Published July 2, 2026 · by ILCalc
Strip away the jargon and being a liquidity provider comes down to a single subtraction: net result = fees earned − impermanent loss, both measured against simply holding your tokens. If that number is positive, the pool paid you. If it is negative, you would have been richer doing nothing. Everything else — APR banners, TVL charts, "capital efficiency" — is noise until you have plugged real numbers into that one equation. This article shows you how to run it, with the break-even formula, a worked example, and rules of thumb for when fees realistically win.
Impermanent loss (IL) is the gap between the value of your LP position and the value of the same tokens if you had never deposited them. It appears whenever the two assets' prices diverge, because the pool's automated rebalancing sells the winner and buys the loser on the way. The percentage is fixed by how far prices move — not by how much money you put in.
The anchor figure worth memorising: in a Uniswap V2 style 50/50 pool, a 2× price move produces about 5.7% IL. A 4× move costs roughly 20%; a 1.25× move costs only about 0.6%. To turn a percentage into money, multiply by what your stake would be worth if you had just held it:
IL$ = HODL notional × IL%So a $10,000 position through a 2× move loses about $570 versus holding. That dollar figure — not the percentage — is what your fees have to beat. If you want the derivation behind the 5.7% number, see how the 5.7% IL figure is derived.
Every swap that routes through your pool pays a fee, and you earn your share of it in proportion to how much of the pool's active liquidity you supply. Over a period, fee income is well approximated by:
fees ≈ notional × fee APR × (days / 365)The lever that matters is fee APR, and it is driven by three things: the pool's trading volume (more swaps, more fees), the fee tier (0.01%, 0.05%, 0.30% or 1.00% on Uniswap), and your share of the liquidity at the prices where trading actually happens. Note that fee APR is not a fixed yield — it is realised volume × fee rate ÷ liquidity, so it rises when volume spikes and falls when more LPs crowd in. A headline "40% APR" measured during a busy week can quietly become 8% during a quiet month.
Set fees equal to the dollar cost of IL and solve for the yield you need. Because both sides scale with notional, the notional cancels out — break-even depends only on the price move and your time horizon:
break-even fee APR = IL% ÷ (days / 365)In words: the shorter your horizon, the higher the APR you need to cover a given move, because you have less time to accrue fees. Hold through the same 2× move for a year and a modest APR covers it; hold for a week and you would need an implausible yield. This is exactly the calculation behind the tool's impermanent loss break-even calculator, and the underlying fees − IL$ formula is documented at the methodology section.

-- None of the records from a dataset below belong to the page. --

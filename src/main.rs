//! SPA edge functions (v1)
//!
//! # Architecture Overview
//!
//! ```text
//!                      ┌──────────────────────────────────────────────┐
//!                      │                 EDGE (CloudFront)            │
//!   Viewer request     │                                              │
//!   ───────────────────┼─▶ behavior ─▶ origin-request ──────────────┐ │
//!                      │   (routing)   (redirect: /m/{a}/{b}/{c}/…)  │ │
//!                      │                    │ 301                    ▼ │
//!   Viewer response    │                    ▼                  ┌──────┐│
//!   ◀──────────────────┼──────────── origin-response ◀─────────│origin││
//!                      │             (rewrite: 403/404 → index)└──────┘│
//!                      └──────────────────────────────────────────────┘
//! ```
//!
//! # Modes
//! - `lambda <trigger>`: Lambda@Edge runtime for one trigger
//! - `serve`: local emulator (Axum) forwarding to configured origins
//! - `invoke <trigger> --event FILE`: run one event through a trigger

use std::path::PathBuf;

use clap::{Parser, Subcommand};
use tokio::net::TcpListener;

use spa_edge::config::{load_config, ConfigWatcher, EdgeConfig, LogFormat};
use spa_edge::edge::EdgeEvent;
use spa_edge::lifecycle::{spawn_signal_listener, Shutdown};
use spa_edge::observability::{logging, metrics};
use spa_edge::{lambda, EdgeHandlers, EdgeServer, Trigger};

#[derive(Parser)]
#[command(name = "spa-edge")]
#[command(about = "CloudFront edge functions for a single-page application", long_about = None)]
struct Cli {
    /// TOML configuration file. Defaults apply when omitted.
    #[arg(short, long, global = true)]
    config: Option<PathBuf>,

    #[command(subcommand)]
    command: Commands,
}

#[derive(Subcommand)]
enum Commands {
    /// Run the local edge emulator
    Serve {
        /// Reload handlers when the configuration file changes
        #[arg(long)]
        watch: bool,
    },
    /// Run as a Lambda@Edge function
    Lambda {
        #[arg(value_enum)]
        trigger: Trigger,
    },
    /// Run a single event file through a trigger and print the result
    Invoke {
        #[arg(value_enum)]
        trigger: Trigger,

        #[arg(short, long)]
        event: PathBuf,
    },
}

#[tokio::main]
async fn main() -> Result<(), lambda_runtime::Error> {
    let cli = Cli::parse();

    let mut config = match &cli.config {
        Some(path) => load_config(path)?,
        None => EdgeConfig::default(),
    };

    if matches!(cli.command, Commands::Lambda { .. }) {
        config.observability.log_format = LogFormat::Json;
    }
    logging::init_tracing(&config.observability);

    tracing::info!(version = env!("CARGO_PKG_VERSION"), "spa-edge starting");

    match cli.command {
        Commands::Lambda { trigger } => lambda::run(trigger, &config).await,
        Commands::Invoke { trigger, event } => {
            let content = tokio::fs::read_to_string(&event).await?;
            let event: EdgeEvent = serde_json::from_str(&content)?;
            let handlers = EdgeHandlers::from_config(&config)?;
            let result = handlers.dispatch(trigger, event).await?;
            println!("{}", serde_json::to_string_pretty(&result)?);
            Ok(())
        }
        Commands::Serve { watch } => serve(config, cli.config, watch).await,
    }
}

async fn serve(
    config: EdgeConfig,
    path: Option<PathBuf>,
    watch: bool,
) -> Result<(), lambda_runtime::Error> {
    tracing::info!(
        bind_address = %config.listener.bind_address,
        max_connections = config.listener.max_connections,
        request_timeout_secs = config.timeouts.request_secs,
        behaviors = config.behaviors.len(),
        "Configuration loaded"
    );

    if config.observability.metrics_enabled {
        match config.observability.metrics_address.parse() {
            Ok(addr) => metrics::init_metrics(addr),
            Err(_) => tracing::error!(
                metrics_address = %config.observability.metrics_address,
                "Failed to parse metrics address"
            ),
        }
    }

    // The watcher must stay alive for the lifetime of the server.
    let mut _watcher = None;
    let updates = match (watch, path) {
        (true, Some(path)) => {
            let (watcher, updates) = ConfigWatcher::new(&path);
            _watcher = Some(watcher.run()?);
            tracing::info!(path = %path.display(), "Watching configuration");
            Some(updates)
        }
        (true, None) => {
            tracing::warn!("--watch requires --config; hot reload disabled");
            None
        }
        (false, _) => None,
    };

    let listener = TcpListener::bind(&config.listener.bind_address).await?;
    tracing::info!(address = %listener.local_addr()?, "Listening for connections");

    let shutdown = Shutdown::new();
    spawn_signal_listener(shutdown.clone());

    let server = EdgeServer::new(config)?;
    server.run(listener, updates, shutdown).await?;

    tracing::info!("Shutdown complete");
    Ok(())
}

Suppose ETH doubles against USDC while you provide liquidity. That is about 5.7% IL. How much fee APR do you need just to break even, depending on how long you are in the pool?
| Holding period | days/365 | Break-even fee APR |
|---|---|---|
| 30 days | 0.082 | ≈ 69% |
| 90 days | 0.247 | ≈ 23% |
| 365 days | 1.000 | ≈ 5.7% |
The lesson is stark. If a 2× move happens over a single month, you need a ~69% APR to come out even — rare and rarely sustained. Spread the same move across a full year and a 5.7% APR does the job, which many liquid pools clear comfortably. Time is the LP's friend; sudden divergence is the enemy.
Multiple on-chain studies have found that roughly half of Uniswap V3 liquidity providers earn less than if they had simply held, once IL is netted against fees. The reason is that V3's concentrated liquidity multiplies both sides of the ledger: fees per dollar go up, but so does IL when price leaves your chosen range. A tight range can push effective IL to 3–4× the V2 figure, so the same 2× move that costs 5.7% in V2 can cost 17–23% in a narrow V3 band — and worse, once price exits the range you stop earning fees entirely while fully exposed to the loss.
What separates the winners? Consistently high volume relative to liquidity, a long enough horizon to let fees compound past the drawdown, and range width chosen to match realistic volatility rather than to chase a headline APR.
Rules of thumb only get you so far — your pool has its own volume, fee tier and volatility. Plug your notional, expected price move, fee APR and days into the calculator and it returns the net figure directly, so you can see whether fees cover the loss before you commit a cent.
Run the break-even calculator →
It is "impermanent" only because it reverses if prices return to your entry ratio. The moment you withdraw — or the two prices never converge again — the loss is realised and permanent. In practice, most LPs exit before prices come back, so treat it as a real cost.
In Uniswap V2 fees accrue into the pool and are effectively reinvested, so they compound. In V3 fees are held separately and must be manually collected and redeposited to compound. The break-even math above uses simple (non-compounded) fees, which is the conservative choice.
No. ILCalc models fees versus IL only; it does not account for gas, price impact, MEV or reward vesting. On expensive chains, subtract your deposit and withdrawal gas from the net result as a final sanity check.